Personal information
- Full name: Adil Azbague
- Date of birth: 5 January 1995 (age 31)
- Place of birth: Bois-Bernard, France
- Height: 1.87 m (6 ft 2 in)
- Position: Midfielder

Team information
- Current team: Arras

Youth career
- 2012–2013: CS Avion
- 2013: Arras
- 2013–2015: Valenciennes

Senior career*
- Years: Team / Apps / (Gls)
- 2014–2016: Valenciennes B / 26 / (2)
- 2015–2018: Valenciennes / 25 / (0)
- 2018–2019: Quevilly-Rouen / 19 / (0)
- 2018–2019: Quevilly-Rouen B / 8 / (0)
- 2019–2021: Chabab Mohammédia / 20 / (0)
- 2021: Ittihad Khemisset / 1 / (0)
- 2021–2023: Beauvais / 42 / (2)
- 2023–2024: Feignies Aulnoye / 26 / (0)
- 2024–: Arras

International career
- 2016: Morocco U23 / 1 / (0)

= Adil Azbague =

Footballer (born 1995)

Adil Azbague (born 6 January 1995) is a professional footballer who plays as a midfielder for Régional 1 club Arras.
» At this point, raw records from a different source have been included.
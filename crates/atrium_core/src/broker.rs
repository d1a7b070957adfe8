//! # Transport Broker
//!
//! In-process event bus decoupling a room's actor management from the
//! transport that owns the sockets. Four channels exist per actor:
//!
//! - **incoming** - bytes from the socket, consumed by the actor manager
//! - **outgoing** - bytes to the socket, consumed by the transport
//! - **leave** - the connection is gone, consumed by the actor manager
//! - **kick** - the room wants the connection closed, consumed by the
//!   transport
//!
//! Each (channel, actor) pair holds at most one subscription, either
//! persistent or one-shot; the actor manager relies on the one-shot slot
//! being consumed so it can swap its sync handler for the persistent
//! message handler. Emitting into an empty slot is a defined no-op, which
//! is what makes late deliveries to departed actors harmless.

use atrium_protocol::ActorId;
use dashmap::DashMap;
use futures::future::BoxFuture;
use std::fmt;
use std::sync::Arc;

/// Handler for channels that carry a frame.
pub type FrameListener = Arc<dyn Fn(ActorId, Vec<u8>) -> BoxFuture<'static, ()> + Send + Sync>;
/// Handler for channels that carry only the actor id.
pub type SignalListener = Arc<dyn Fn(ActorId) -> BoxFuture<'static, ()> + Send + Sync>;

struct Slot<L> {
    listener: L,
    once: bool,
}

pub struct Broker {
    incoming: DashMap<ActorId, Slot<FrameListener>>,
    outgoing: DashMap<ActorId, Slot<FrameListener>>,
    leave: DashMap<ActorId, Slot<SignalListener>>,
    kick: DashMap<ActorId, Slot<SignalListener>>,
}

impl Broker {
    pub fn new() -> Arc<Self> {
        Arc::new(Self {
            incoming: DashMap::new(),
            outgoing: DashMap::new(),
            leave: DashMap::new(),
            kick: DashMap::new(),
        })
    }

    pub fn on_incoming(&self, actor: ActorId, listener: FrameListener) {
        self.incoming.insert(actor, Slot { listener, once: false });
    }

    pub fn once_incoming(&self, actor: ActorId, listener: FrameListener) {
        self.incoming.insert(actor, Slot { listener, once: true });
    }

    pub fn off_incoming(&self, actor: ActorId) {
        self.incoming.remove(&actor);
    }

    pub fn on_outgoing(&self, actor: ActorId, listener: FrameListener) {
        self.outgoing.insert(actor, Slot { listener, once: false });
    }

    pub fn once_outgoing(&self, actor: ActorId, listener: FrameListener) {
        self.outgoing.insert(actor, Slot { listener, once: true });
    }

    pub fn off_outgoing(&self, actor: ActorId) {
        self.outgoing.remove(&actor);
    }

    pub fn on_leave(&self, actor: ActorId, listener: SignalListener) {
        self.leave.insert(actor, Slot { listener, once: false });
    }

    pub fn once_leave(&self, actor: ActorId, listener: SignalListener) {
        self.leave.insert(actor, Slot { listener, once: true });
    }

    pub fn off_leave(&self, actor: ActorId) {
        self.leave.remove(&actor);
    }

    pub fn on_kick(&self, actor: ActorId, listener: SignalListener) {
        self.kick.insert(actor, Slot { listener, once: false });
    }

    pub fn once_kick(&self, actor: ActorId, listener: SignalListener) {
        self.kick.insert(actor, Slot { listener, once: true });
    }

    pub fn off_kick(&self, actor: ActorId) {
        self.kick.remove(&actor);
    }

    /// Emits bytes arriving from the transport toward the room.
    pub async fn deliver(&self, actor: ActorId, frame: Vec<u8>) {
        Self::emit_frame(&self.incoming, actor, frame).await;
    }

    /// Emits bytes produced by the room toward the transport.
    pub async fn send(&self, actor: ActorId, frame: Vec<u8>) {
        Self::emit_frame(&self.outgoing, actor, frame).await;
    }

    pub async fn leave(&self, actor: ActorId) {
        Self::emit_signal(&self.leave, actor).await;
    }

    pub async fn kick(&self, actor: ActorId) {
        Self::emit_signal(&self.kick, actor).await;
    }

    /// Tears down every channel of an actor. After this, no event fires
    /// for the id and late emissions are no-ops.
    pub fn clear(&self, actor: ActorId) {
        self.incoming.remove(&actor);
        self.outgoing.remove(&actor);
        self.leave.remove(&actor);
        self.kick.remove(&actor);
    }

    async fn emit_frame(map: &DashMap<ActorId, Slot<FrameListener>>, actor: ActorId, frame: Vec<u8>) {
        // The guard must be dropped before the slot is removed or awaited.
        let once = match map.get(&actor) {
            Some(slot) => slot.once,
            None => return,
        };
        let listener = if once {
            map.remove(&actor).map(|(_, slot)| slot.listener)
        } else {
            map.get(&actor).map(|slot| slot.listener.clone())
        };
        if let Some(listener) = listener {
            listener(actor, frame).await;
        }
    }

    async fn emit_signal(map: &DashMap<ActorId, Slot<SignalListener>>, actor: ActorId) {
        let once = match map.get(&actor) {
            Some(slot) => slot.once,
            None => return,
        };
        let listener = if once {
            map.remove(&actor).map(|(_, slot)| slot.listener)
        } else {
            map.get(&actor).map(|slot| slot.listener.clone())
        };
        if let Some(listener) = listener {
            listener(actor).await;
        }
    }
}

impl fmt::Debug for Broker {
    fn fmt(&self, f: &mut fmt::Formatter<'_>) -> fmt::Result {
        f.debug_struct("Broker")
            .field("incoming", &self.incoming.len())
            .field("outgoing", &self.outgoing.len())
            .field("leave", &self.leave.len())
            .field("kick", &self.kick.len())
            .finish()
    }
}

#[cfg(test)]
mod tests {
    use super::*;
    use std::sync::atomic::{AtomicUsize, Ordering};

    fn counting_frame_listener(counter: Arc<AtomicUsize>) -> FrameListener {
        Arc::new(move |_actor, _frame| {
            let counter = counter.clone();
            Box::pin(async move {
                counter.fetch_add(1, Ordering::SeqCst);
            })
        })
    }

    fn actor(n: u32) -> ActorId {
        ActorId::from_bytes(n.to_be_bytes())
    }

    #[tokio::test]
    async fn persistent_subscription_fires_repeatedly() {
        let broker = Broker::new();
        let counter = Arc::new(AtomicUsize::new(0));
        broker.on_incoming(actor(1), counting_frame_listener(counter.clone()));
        broker.deliver(actor(1), vec![1]).await;
        broker.deliver(actor(1), vec![2]).await;
        assert_eq!(counter.load(Ordering::SeqCst), 2);
    }

    #[tokio::test]
    async fn one_shot_subscription_fires_once() {
        let broker = Broker::new();
        let counter = Arc::new(AtomicUsize::new(0));
        broker.once_incoming(actor(1), counting_frame_listener(counter.clone()));
        broker.deliver(actor(1), vec![1]).await;
        broker.deliver(actor(1), vec![2]).await;
        assert_eq!(counter.load(Ordering::SeqCst), 1);
    }

    #[tokio::test]
    async fn a_listener_can_replace_its_own_slot() {
        let broker = Broker::new();
        let counter = Arc::new(AtomicUsize::new(0));
        let replacement_counter = counter.clone();
        let broker_handle = broker.clone();
        broker.once_incoming(
            actor(1),
            Arc::new(move |id, _frame| {
                let broker = broker_handle.clone();
                let counter = replacement_counter.clone();
                Box::pin(async move {
                    broker.on_incoming(id, counting_frame_listener(counter));
                })
            }),
        );
        broker.deliver(actor(1), vec![0]).await;
        broker.deliver(actor(1), vec![1]).await;
        broker.deliver(actor(1), vec![2]).await;
        assert_eq!(counter.load(Ordering::SeqCst), 2);
    }

    #[tokio::test]
    async fn emission_without_subscription_is_a_no_op() {
        let broker = Broker::new();
        broker.deliver(actor(9), vec![1]).await;
        broker.send(actor(9), vec![1]).await;
        broker.leave(actor(9)).await;
        broker.kick(actor(9)).await;
    }

    #[tokio::test]
    async fn clear_tears_down_every_channel() {
        let broker = Broker::new();
        let counter = Arc::new(AtomicUsize::new(0));
        broker.on_incoming(actor(1), counting_frame_listener(counter.clone()));
        broker.on_outgoing(actor(1), counting_frame_listener(counter.clone()));
        broker.clear(actor(1));
        broker.deliver(actor(1), vec![1]).await;
        broker.send(actor(1), vec![1]).await;
        assert_eq!(counter.load(Ordering::SeqCst), 0);
    }

    #[tokio::test]
    async fn channels_are_isolated_per_actor() {
        let broker = Broker::new();
        let counter = Arc::new(AtomicUsize::new(0));
        broker.on_incoming(actor(1), counting_frame_listener(counter.clone()));
        broker.deliver(actor(2), vec![1]).await;
        assert_eq!(counter.load(Ordering::SeqCst), 0);
    }
}
//! Connected room participants.

use crate::broker::Broker;
use atrium_protocol::ActorId;
use serde_json::Value as JsonValue;
use std::fmt;
use std::sync::Arc;
use std::time::SystemTime;

/// One connected, authorized participant of a room.
///
/// Identity and the auth-derived data payload are fixed at authorization
/// time. The handle is cheap to clone; clones share the payload and the
/// kick capability.
#[derive(Clone)]
pub struct Actor {
    id: ActorId,
    data: Arc<JsonValue>,
    since: SystemTime,
    broker: Option<Arc<Broker>>,
}

impl Actor {
    pub(crate) fn new(id: ActorId, data: JsonValue, broker: Option<Arc<Broker>>) -> Self {
        Self {
            id,
            data: Arc::new(data),
            since: SystemTime::now(),
            broker,
        }
    }

    /// The synthetic root actor used as the default sender for
    /// server-originated messages. Its kick capability is a no-op.
    pub(crate) fn root() -> Self {
        Self::new(ActorId::ROOT, JsonValue::Object(Default::default()), None)
    }

    pub fn id(&self) -> ActorId {
        self.id
    }

    /// Auth-derived payload, set once at authorization.
    pub fn data(&self) -> &JsonValue {
        &self.data
    }

    /// When this actor was authorized.
    pub fn since(&self) -> SystemTime {
        self.since
    }

    /// Asks the transport to close this actor's connection.
    pub async fn kick(&self) {
        if let Some(broker) = &self.broker {
            broker.kick(self.id).await;
        }
    }
}

impl PartialEq for Actor {
    fn eq(&self, other: &Self) -> bool {
        self.id == other.id
    }
}

impl Eq for Actor {}

impl fmt::Debug for Actor {
    fn fmt(&self, f: &mut fmt::Formatter<'_>) -> fmt::Result {
        f.debug_struct("Actor")
            .field("id", &self.id)
            .field("data", &self.data)
            .field("since", &self.since)
            .finish()
    }
}

#[cfg(test)]
mod tests {
    use super::*;

    #[test]
    fn root_actor_is_reserved_and_kick_safe() {
        let root = Actor::root();
        assert!(root.id().is_root());
        assert_eq!(root.data(), &serde_json::json!({}));
    }

    #[tokio::test]
    async fn kick_without_broker_is_a_no_op() {
        Actor::root().kick().await;
    }
}
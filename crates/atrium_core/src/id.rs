//! Identifier generation.

use atrium_protocol::ActorId;
use uuid::Uuid;

/// Attempts made to find a collision-free actor id before giving up.
pub(crate) const ID_ATTEMPTS: usize = 10;

/// A random 4-byte actor id. The caller retries on collision with live
/// connections and on the reserved root id.
pub(crate) fn generate_actor_id() -> ActorId {
    let uuid = Uuid::new_v4();
    let bytes = uuid.as_bytes();
    ActorId::from_bytes([bytes[0], bytes[1], bytes[2], bytes[3]])
}

/// A short random name for servers that were not given one.
pub(crate) fn generate_name() -> String {
    Uuid::new_v4().simple().to_string()[..8].to_string()
}
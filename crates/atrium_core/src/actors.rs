//! # Actor Manager
//!
//! Owns the actors of one room and drives the per-actor authorization
//! state machine:
//!
//! ```text
//! unauthorized -> pending-sync -> active -> left
//! ```
//!
//! `authorize` admits a connection and leaves it pending; the first
//! inbound frame must be the handshake completion echoing the assigned
//! actor id. Only a matching echo binds the persistent message handler
//! and emits the room's `Joined` event. From then on, any malformed frame,
//! unknown action or listener failure ends the connection - one bad frame
//! kicks, there is no partial-failure retry.

use crate::actor::Actor;
use crate::auth::AuthMiddleware;
use crate::broker::Broker;
use crate::error::RoomError;
use crate::events::RoomEvent;
use crate::operator::DataOperator;
use crate::room::Room;
use atrium_protocol::ActorId;
use dashmap::DashMap;
use std::sync::{Arc, Weak};
use tracing::warn;

pub struct ActorManager {
    room: Weak<Room>,
    broker: Arc<Broker>,
    operator: Arc<DataOperator>,
    actors: DashMap<ActorId, Actor>,
    root: Actor,
}

impl ActorManager {
    pub(crate) fn new(room: Weak<Room>, broker: Arc<Broker>, operator: Arc<DataOperator>) -> Self {
        Self {
            room,
            broker,
            operator,
            actors: DashMap::new(),
            root: Actor::root(),
        }
    }

    /// Number of admitted actors, pending and active.
    pub fn count(&self) -> usize {
        self.actors.len()
    }

    pub fn get(&self, actor_id: ActorId) -> Option<Actor> {
        self.actors.get(&actor_id).map(|entry| entry.value().clone())
    }

    /// The synthetic root actor, default sender for server-originated
    /// messages. Never stored in the actor map.
    pub fn root(&self) -> &Actor {
        &self.root
    }

    /// Iterates a snapshot of the admitted actors.
    pub fn for_each(&self, mut f: impl FnMut(&Actor)) {
        for entry in self.actors.iter() {
            f(entry.value());
        }
    }

    /// Admits a connection into the room. Normally called through
    /// [`TransportLayer::authorize`](crate::TransportLayer::authorize);
    /// public for alternative transport layers that reserve ids
    /// themselves.
    ///
    /// Subscribes the one-shot sync and leave handlers, then awaits the
    /// middleware's identity extraction - the single suspension point of
    /// the handshake. On success the actor is stored pending-sync; the
    /// caller ships the handshake via [`ActorManager::synchronize`].
    pub async fn authorize(
        &self,
        auth: &dyn AuthMiddleware,
        actor_id: ActorId,
        ticket: &str,
    ) -> Result<(), RoomError> {
        if self.actors.contains_key(&actor_id) {
            return Err(RoomError::ActorExists {
                actor: actor_id,
                room: self.room_id(),
            });
        }

        let room = self.room.clone();
        self.broker.once_incoming(
            actor_id,
            Arc::new(move |id, frame| {
                let room = room.clone();
                Box::pin(async move {
                    if let Some(room) = room.upgrade() {
                        room.actors().handle_sync(id, frame).await;
                    }
                })
            }),
        );
        let room = self.room.clone();
        self.broker.once_leave(
            actor_id,
            Arc::new(move |id| {
                let room = room.clone();
                Box::pin(async move {
                    if let Some(room) = room.upgrade() {
                        room.actors().handle_leave(id).await;
                    }
                })
            }),
        );

        let data = match auth.extract(ticket).await {
            Ok(data) => data,
            Err(error) => {
                // Admission failed; nothing must keep firing for this id.
                self.broker.clear(actor_id);
                return Err(error.into());
            }
        };
        let actor = Actor::new(actor_id, data, Some(self.broker.clone()));
        self.actors.insert(actor_id, actor);
        Ok(())
    }

    /// Ships the handshake package to a pending actor's outbound channel.
    /// Not automatic after `authorize`: the transport may need to finish
    /// its own connection setup first.
    pub async fn synchronize(&self, actor_id: ActorId) -> Result<(), RoomError> {
        if !self.actors.contains_key(&actor_id) {
            return Err(RoomError::ActorNotFound(actor_id));
        }
        let package = self.operator.create_sync_package(actor_id)?;
        self.broker.send(actor_id, package).await;
        Ok(())
    }

    /// Handles the first inbound frame: the handshake completion. A decode
    /// failure or an id mismatch kicks the actor and aborts the
    /// transition; it never reaches the active state.
    pub(crate) async fn handle_sync(&self, actor_id: ActorId, frame: Vec<u8>) {
        let Some(actor) = self.get(actor_id) else {
            return;
        };
        let echoed = match self.operator.decode_sync_package(&frame) {
            Ok(echoed) => echoed,
            Err(error) => {
                warn!(
                    room = %self.room_id(),
                    actor = %actor_id,
                    %error,
                    "protocol error: client to server sync failed"
                );
                actor.kick().await;
                return;
            }
        };
        if echoed != actor_id {
            warn!(
                room = %self.room_id(),
                actor = %actor_id,
                %echoed,
                "protocol error: sync answer carries a foreign actor id"
            );
            actor.kick().await;
            return;
        }

        let room = self.room.clone();
        self.broker.on_incoming(
            actor_id,
            Arc::new(move |id, frame| {
                let room = room.clone();
                Box::pin(async move {
                    if let Some(room) = room.upgrade() {
                        room.actors().handle_message(id, frame).await;
                    }
                })
            }),
        );
        if let Some(room) = self.room.upgrade() {
            room.emit(RoomEvent::Joined(actor));
        }
    }

    /// Handles an application frame from an active actor. Any failure -
    /// malformed frame, unknown action, missing or failing listener -
    /// is logged and answered with a kick.
    pub(crate) async fn handle_message(&self, actor_id: ActorId, frame: Vec<u8>) {
        let Some(actor) = self.get(actor_id) else {
            return;
        };
        let Some(room) = self.room.upgrade() else {
            return;
        };
        let result = async {
            let key = self.operator.package_key(&frame)?;
            let data = self.operator.package_data(&frame)?;
            room.emit(RoomEvent::Message {
                actor: actor.clone(),
                key: key.clone(),
                data: data.clone(),
            });
            self.operator
                .invoke_listener(room.clone(), actor.clone(), &key, data)
                .await
        }
        .await;
        if let Err(error) = result {
            warn!(
                room = %self.room_id(),
                actor = %actor_id,
                %error,
                "protocol error: can not handle incoming message"
            );
            actor.kick().await;
        }
    }

    /// Fired by the broker when the transport reports a disconnect.
    /// Terminal: the actor is removed after the room's `Left` event.
    pub(crate) async fn handle_leave(&self, actor_id: ActorId) {
        let Some(actor) = self.get(actor_id) else {
            return;
        };
        if let Some(room) = self.room.upgrade() {
            room.emit(RoomEvent::Left(actor));
        }
        self.actors.remove(&actor_id);
    }

    fn room_id(&self) -> String {
        self.room
            .upgrade()
            .map(|room| room.id().to_string())
            .unwrap_or_default()
    }
}

impl std::fmt::Debug for ActorManager {
    fn fmt(&self, f: &mut std::fmt::Formatter<'_>) -> std::fmt::Result {
        f.debug_struct("ActorManager")
            .field("actors", &self.actors.len())
            .finish()
    }
}
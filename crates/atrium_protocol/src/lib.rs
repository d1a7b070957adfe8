//! # Atrium Protocol
//!
//! The wire protocol stack shared by Atrium servers and clients: schema
//! definitions, the schema-driven binary codec, the action repository that
//! binds routing keys to 2-byte hashes, and the client-side session state
//! machine.
//!
//! Frame formats:
//!
//! - client to server: `[2 bytes action hash][payload per incoming schema]`
//! - server to client: `[2 bytes action hash][4 bytes sender id][payload
//!   per outgoing schema]`
//! - handshake (server to client): payload under the well-known sync
//!   schema carrying the room id, assigned actor id, action list and the
//!   JSON-encoded schema layouts
//! - handshake completion (client to server): sync-schema payload echoing
//!   the assigned actor id
//!
//! Schema hashes are assigned at definition time and distributed through
//! the handshake; nothing is persisted across process restarts.

mod actions;
mod codec;
mod schema;
mod session;
mod types;
mod value;

pub use actions::{ActionListError, ActionRepository};
pub use codec::{CodecError, ProtocolCodec};
pub use schema::{FieldType, ScalarType, Schema, SchemaError, SchemaRegistry};
pub use session::{ClientSession, SessionError, SessionEvent};
pub use types::{ActionHash, ActorId, IdParseError, SchemaHash};
pub use value::{Payload, Value};
//! # Instance Watcher
//!
//! The instance-side half of the sync protocol. The watcher connects to
//! the registry room like any other client, completes the handshake
//! through a [`ClientSession`], and from then on:
//!
//! - pushes a state snapshot on a fixed interval and on every room
//!   manager event, suppressed while a content digest of the snapshot is
//!   unchanged since the last push
//! - executes create/destroy commands the registry sends back, against
//!   the local room manager; invalid commands are logged and dropped,
//!   never retried
//!
//! The connection itself is abstract: a [`RegistryLink`] sends frames and
//! an event channel delivers inbound ones, so the watcher works over any
//! transport, including the in-process [`LocalLink`].

use crate::settings::WatcherSettings;
use crate::sync_router::INSTANCE_TOPIC;
use atrium_core::{RoomManager, TransportError, TransportLayer};
use atrium_protocol::{ActorId, ClientSession, Payload, SessionEvent};
use async_trait::async_trait;
use serde_json::json;
use std::collections::hash_map::DefaultHasher;
use std::hash::{Hash, Hasher};
use std::sync::Arc;
use std::time::Duration;
use tokio::sync::{broadcast, mpsc};
use tracing::{debug, info, warn};

/// Outbound half of a registry connection.
#[async_trait]
pub trait RegistryLink: Send + Sync {
    async fn send(&self, frame: Vec<u8>) -> Result<(), TransportError>;
}

/// Inbound events of a registry connection.
#[derive(Debug)]
pub enum LinkEvent {
    Frame(Vec<u8>),
    Closed,
}

pub struct Watcher {
    rooms: Arc<RoomManager>,
    link: Arc<dyn RegistryLink>,
    inbound: mpsc::UnboundedReceiver<LinkEvent>,
    settings: WatcherSettings,
    session: ClientSession,
    last_digest: Option<u64>,
}

impl Watcher {
    pub fn new(
        rooms: Arc<RoomManager>,
        link: Arc<dyn RegistryLink>,
        inbound: mpsc::UnboundedReceiver<LinkEvent>,
        settings: WatcherSettings,
    ) -> Self {
        Self {
            rooms,
            link,
            inbound,
            settings,
            session: ClientSession::new(),
            last_digest: None,
        }
    }

    /// Drives the watcher until the registry link closes. Typically
    /// spawned: `tokio::spawn(watcher.run())`.
    pub async fn run(mut self) {
        let mut manager_events = self.rooms.subscribe();
        let mut ticker =
            tokio::time::interval(Duration::from_millis(self.settings.sync_interval_ms));
        ticker.set_missed_tick_behavior(tokio::time::MissedTickBehavior::Delay);
        ticker.tick().await;

        loop {
            tokio::select! {
                event = self.inbound.recv() => match event {
                    Some(LinkEvent::Frame(frame)) => self.handle_frame(frame).await,
                    Some(LinkEvent::Closed) | None => {
                        info!(name = %self.settings.name, "registry link closed");
                        break;
                    }
                },
                _ = ticker.tick() => {
                    if self.session.is_synced() {
                        self.synchronize().await;
                    }
                }
                event = manager_events.recv() => match event {
                    Ok(_) => {
                        if self.session.is_synced() {
                            self.synchronize().await;
                        }
                    }
                    Err(broadcast::error::RecvError::Lagged(_)) => {
                        if self.session.is_synced() {
                            self.synchronize().await;
                        }
                    }
                    Err(broadcast::error::RecvError::Closed) => break,
                },
            }
        }
    }

    async fn handle_frame(&mut self, frame: Vec<u8>) {
        match self.session.handle_frame(&frame) {
            Ok(SessionEvent::Synced { room_id, answer, .. }) => {
                debug!(name = %self.settings.name, registry_room = %room_id, "registry handshake");
                if let Err(error) = self.link.send(answer).await {
                    warn!(%error, "handshake answer failed");
                    return;
                }
                self.synchronize().await;
            }
            Ok(SessionEvent::Message { key, data, .. }) if key == INSTANCE_TOPIC => {
                self.handle_command(data).await;
            }
            Ok(SessionEvent::Message { key, .. }) => {
                debug!(%key, "ignoring frame outside the sync protocol");
            }
            Err(error) => {
                warn!(%error, "registry frame rejected");
            }
        }
    }

    /// Executes a create/destroy command against the local room manager.
    /// Failures (duplicate room, unknown type, unknown room) stay local:
    /// they are logged and the command is dropped.
    async fn handle_command(&mut self, data: Payload) {
        let command = data.str("command").unwrap_or_default().to_string();
        let room_id = data.str("roomId").unwrap_or_default().to_string();
        debug!(%command, room = %room_id, "command received");
        match command.as_str() {
            "create" => {
                let room_type = data.str("type").unwrap_or_default().to_string();
                if let Err(error) = self.rooms.create(&room_id, &room_type).await {
                    warn!(room = %room_id, r#type = %room_type, %error, "create command failed");
                }
            }
            "destroy" => {
                if let Err(error) = self.rooms.destroy(&room_id).await {
                    warn!(room = %room_id, %error, "destroy command failed");
                }
            }
            other => warn!(command = %other, "unknown registry command"),
        }
    }

    /// Pushes the current state snapshot unless its digest matches the
    /// last pushed one.
    async fn synchronize(&mut self) {
        let snapshot = self.snapshot();
        let digest = snapshot_digest(&snapshot);
        if self.last_digest == Some(digest) {
            return;
        }
        let frame = match self.session.encode_message(INSTANCE_TOPIC, &snapshot) {
            Ok(frame) => frame,
            Err(error) => {
                warn!(%error, "state snapshot could not be encoded");
                return;
            }
        };
        match self.link.send(frame).await {
            Ok(()) => {
                debug!(name = %self.settings.name, "state pushed");
                self.last_digest = Some(digest);
            }
            Err(error) => warn!(%error, "state push failed"),
        }
    }

    /// The instance state snapshot. Room and type lists are sorted so the
    /// digest is stable across map iteration orders.
    fn snapshot(&self) -> Payload {
        let mut room_ids = self.rooms.ids();
        room_ids.sort();
        let mut rooms = Vec::with_capacity(room_ids.len());
        for room_id in room_ids {
            if let Some(room) = self.rooms.get(&room_id) {
                rooms.push(
                    json!([room.id(), room.type_name().unwrap_or_default(), room.actors().count()])
                        .to_string(),
                );
            }
        }
        let mut types = self.rooms.types();
        types.sort();
        Payload::new()
            .with("name", self.settings.name.as_str())
            .with("namespace", self.settings.namespace.as_str())
            .with("types", types)
            .with("rooms", rooms)
            .with("endpointUrl", self.settings.endpoint_url.as_str())
    }
}

impl std::fmt::Debug for Watcher {
    fn fmt(&self, f: &mut std::fmt::Formatter<'_>) -> std::fmt::Result {
        f.debug_struct("Watcher")
            .field("name", &self.settings.name)
            .field("synced", &self.session.is_synced())
            .finish()
    }
}

/// Collision-tolerant change detector over the serialized snapshot. A
/// collision costs one skipped push; the next mutation pushes again.
/// Fields are hashed in name order so the digest never depends on map
/// iteration order.
fn snapshot_digest(snapshot: &Payload) -> u64 {
    let json = snapshot.to_json();
    let mut entries: Vec<(String, String)> = json
        .as_object()
        .map(|object| {
            object
                .iter()
                .map(|(name, value)| (name.clone(), value.to_string()))
                .collect()
        })
        .unwrap_or_default();
    entries.sort();
    let mut hasher = DefaultHasher::new();
    entries.hash(&mut hasher);
    hasher.finish()
}

/// In-process registry connection, for instances embedding their registry
/// or for tests: frames go straight into the registry's transport layer
/// and outbound frames come back over the event channel.
pub struct LocalLink {
    layer: Arc<TransportLayer>,
    actor_id: ActorId,
}

impl LocalLink {
    /// Authorizes against the registry's transport layer with the shared
    /// token and wires both directions up.
    pub async fn connect(
        layer: &Arc<TransportLayer>,
        ticket: &str,
    ) -> Result<(Arc<LocalLink>, mpsc::UnboundedReceiver<LinkEvent>), TransportError> {
        let actor_id = layer.authorize(ticket).await?;
        let (tx, rx) = mpsc::unbounded_channel();

        let frame_tx = tx.clone();
        layer.on_message(
            actor_id,
            Arc::new(move |_id, frame| {
                let tx = frame_tx.clone();
                Box::pin(async move {
                    let _ = tx.send(LinkEvent::Frame(frame));
                })
            }),
        );
        let kick_layer = layer.clone();
        layer.on_kick(
            actor_id,
            Arc::new(move |id| {
                let layer = kick_layer.clone();
                let tx = tx.clone();
                Box::pin(async move {
                    layer.leave(id).await;
                    let _ = tx.send(LinkEvent::Closed);
                })
            }),
        );
        layer
            .synchronize(actor_id)
            .await
            .map_err(|error| TransportError::Failure(error.to_string()))?;
        Ok((
            Arc::new(LocalLink {
                layer: layer.clone(),
                actor_id,
            }),
            rx,
        ))
    }

    pub fn actor_id(&self) -> ActorId {
        self.actor_id
    }

    /// Disconnects from the registry room.
    pub async fn close(&self) {
        self.layer.leave(self.actor_id).await;
    }
}

#[async_trait]
impl RegistryLink for LocalLink {
    async fn send(&self, frame: Vec<u8>) -> Result<(), TransportError> {
        self.layer.deliver(self.actor_id, frame).await;
        Ok(())
    }
}

#[cfg(test)]
mod tests {
    use super::*;

    #[test]
    fn digest_is_stable_for_equal_snapshots() {
        let a = Payload::new()
            .with("name", "eu-1")
            .with("rooms", vec!["[\"r1\",\"arena\",2]".to_string()]);
        let b = Payload::new()
            .with("name", "eu-1")
            .with("rooms", vec!["[\"r1\",\"arena\",2]".to_string()]);
        assert_eq!(snapshot_digest(&a), snapshot_digest(&b));
        let c = Payload::new()
            .with("name", "eu-1")
            .with("rooms", vec!["[\"r1\",\"arena\",3]".to_string()]);
        assert_ne!(snapshot_digest(&a), snapshot_digest(&c));
    }
}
Born in France, he represented Morocco at youth international level.

== Club career ==
On 9 June 2024, Azbague signed for Régional 1 club Arras.

== International career ==
Azbague was born in France to Moroccan parents. He holds both French and Moroccan nationalities.

==International career==
He was called up and capped for the Morocco U23s in a 1–0 friendly win against the Cameroon U23s.